Cadmium-induced cytosolic Ca2+ elevation and subsequent apoptosis in renal tubular cells.

摘要

Cadmium (Cd2+) is an industrial and environmental metal. The effect of Cd2+ on intracellular free-Ca2+ levels ([Ca2+](i)) and viability in Madin Darby canine kidney cells was explored. Cd2+increased [Ca2+](i) in a concentration-dependent manner with an EC50 of 85 microM. Cd2+-induced Mn2+ entry demonstrated Ca2+ influx. Removal of extracellular Ca2+ decreased the [Ca2+](i) signal by 60%. The [Ca2+](i) signal was inhibited by La3+ but not by L-type Ca2+ channel blockers.

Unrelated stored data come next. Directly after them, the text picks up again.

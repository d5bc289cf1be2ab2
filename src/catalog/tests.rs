use super::*;

fn two_feature_catalog() -> Catalog {
    Catalog::new(
        vec!["energy".to_string(), "tempo".to_string()],
        vec![
            Item::new("a", vec![0.9, 128.0]).with_title("Alpha").with_artist("Ann"),
            Item::new("b", vec![0.2, 72.0]).with_title("Beta"),
            Item::new("c", vec![0.5, 100.0]),
        ],
    )
    .expect("valid catalog")
}

#[test]
fn test_new_and_accessors() {
    let catalog = two_feature_catalog();
    assert_eq!(catalog.len(), 3);
    assert!(!catalog.is_empty());
    assert_eq!(catalog.dimension(), 2);
    assert_eq!(catalog.features().shape(), (3, 2));
    assert_eq!(catalog.index_of("c"), Some(2));
    assert!(catalog.contains("b"));
    assert!(!catalog.contains("z"));
    assert_eq!(catalog.get("a").map(|i| i.title.as_str()), Some("Alpha"));
}

#[test]
fn test_empty_catalog_rejected() {
    let err = Catalog::with_default_features(Vec::new()).expect_err("empty");
    assert!(matches!(err, SonanceError::EmptyCatalog));
}

#[test]
fn test_duplicate_id_rejected() {
    let err = Catalog::new(
        vec!["x".to_string()],
        vec![Item::new("a", vec![1.0]), Item::new("a", vec![2.0])],
    )
    .expect_err("duplicate");
    assert!(matches!(err, SonanceError::DuplicateItem { id } if id == "a"));
}

#[test]
fn test_wrong_dimension_rejected() {
    let err = Catalog::with_default_features(vec![Item::new("a", vec![1.0, 2.0])])
        .expect_err("only 2 of 6 features");
    assert!(matches!(err, SonanceError::DimensionMismatch { .. }));
}

#[test]
fn test_non_finite_rejected() {
    let err = Catalog::new(
        vec!["energy".to_string(), "tempo".to_string()],
        vec![Item::new("a", vec![0.5, f32::NAN])],
    )
    .expect_err("NaN feature");
    match err {
        SonanceError::NonFiniteFeature { id, feature, .. } => {
            assert_eq!(id, "a");
            assert_eq!(feature, "tempo");
        }
        other => panic!("expected NonFiniteFeature, got {other:?}"),
    }
}

#[test]
fn test_resolve_keeps_order_and_duplicates() {
    let catalog = two_feature_catalog();
    let rows = catalog.resolve(&["c", "a", "c"]).expect("all known");
    assert_eq!(rows, vec![2, 0, 2]);
}

#[test]
fn test_resolve_lists_every_unknown_once() {
    let catalog = two_feature_catalog();
    let err = catalog
        .resolve(&["x", "a", "y", "x"])
        .expect_err("unknown ids");
    match err {
        SonanceError::UnknownItem { ids } => assert_eq!(ids, vec!["x", "y"]),
        other => panic!("expected UnknownItem, got {other:?}"),
    }
}

#[test]
fn test_resolve_empty_input() {
    let catalog = two_feature_catalog();
    let none: [&str; 0] = [];
    assert!(catalog.resolve(&none).expect("nothing to resolve").is_empty());
}

#[test]
fn test_display_name() {
    let catalog = two_feature_catalog();
    assert_eq!(catalog.items()[0].display_name(), "Alpha - Ann");
    assert_eq!(catalog.items()[1].display_name(), "Beta");
}

#[test]
fn test_describe() {
    let catalog = two_feature_catalog();
    let stats = catalog.describe();
    assert_eq!(stats.len(), 2);
    assert_eq!(stats[0].name, "energy");
    assert!((stats[0].min - 0.2).abs() < 1e-6);
    assert!((stats[0].max - 0.9).abs() < 1e-6);
    assert!((stats[1].mean - 100.0).abs() < 1e-4);
    assert!(stats[1].std > 0.0);
}

#[test]
fn test_default_feature_columns() {
    let catalog =
        Catalog::with_default_features(vec![Item::new("a", vec![0.1, 0.2, 120.0, 0.4, 0.5, -6.0])])
            .expect("six features");
    assert_eq!(catalog.feature_names()[2], "tempo");
    assert_eq!(catalog.dimension(), FEATURE_COLUMNS.len());
}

In Ca2+-free medium, Cd2+-induced [Ca2+]i signal was abolished by pre-treatment with 1 microM thapsigargin (an endoplasmic reticulum Ca2+pump inhibitor) and 2 microM carbonylcyanide m-chlorophenylhydrazone (CCCP; a mitochondrial uncoupler). Cd2+-induced Ca2+ release was not altered by inhibition of phospholipase C. At concentrations between 10 and 100 microM, Cd2+killed cells in a concentration-dependent manner. The cytotoxic effect of 100 microM Cd2+was reversed by pre-chelating cytosolic Ca2+with BAPTA. Cd2+-induced apoptosis was demonstrated by propidium iodide. Collectively, this study shows that Cd2+ induced a [Ca2+](i) increase in Madin Darby canine kidney cells via evoking Ca2+ entry through non-selective Ca2+ channels, and releasing stored Ca2+ from endoplasmic reticulum and mitochondria in a phospholipase C-independent manner.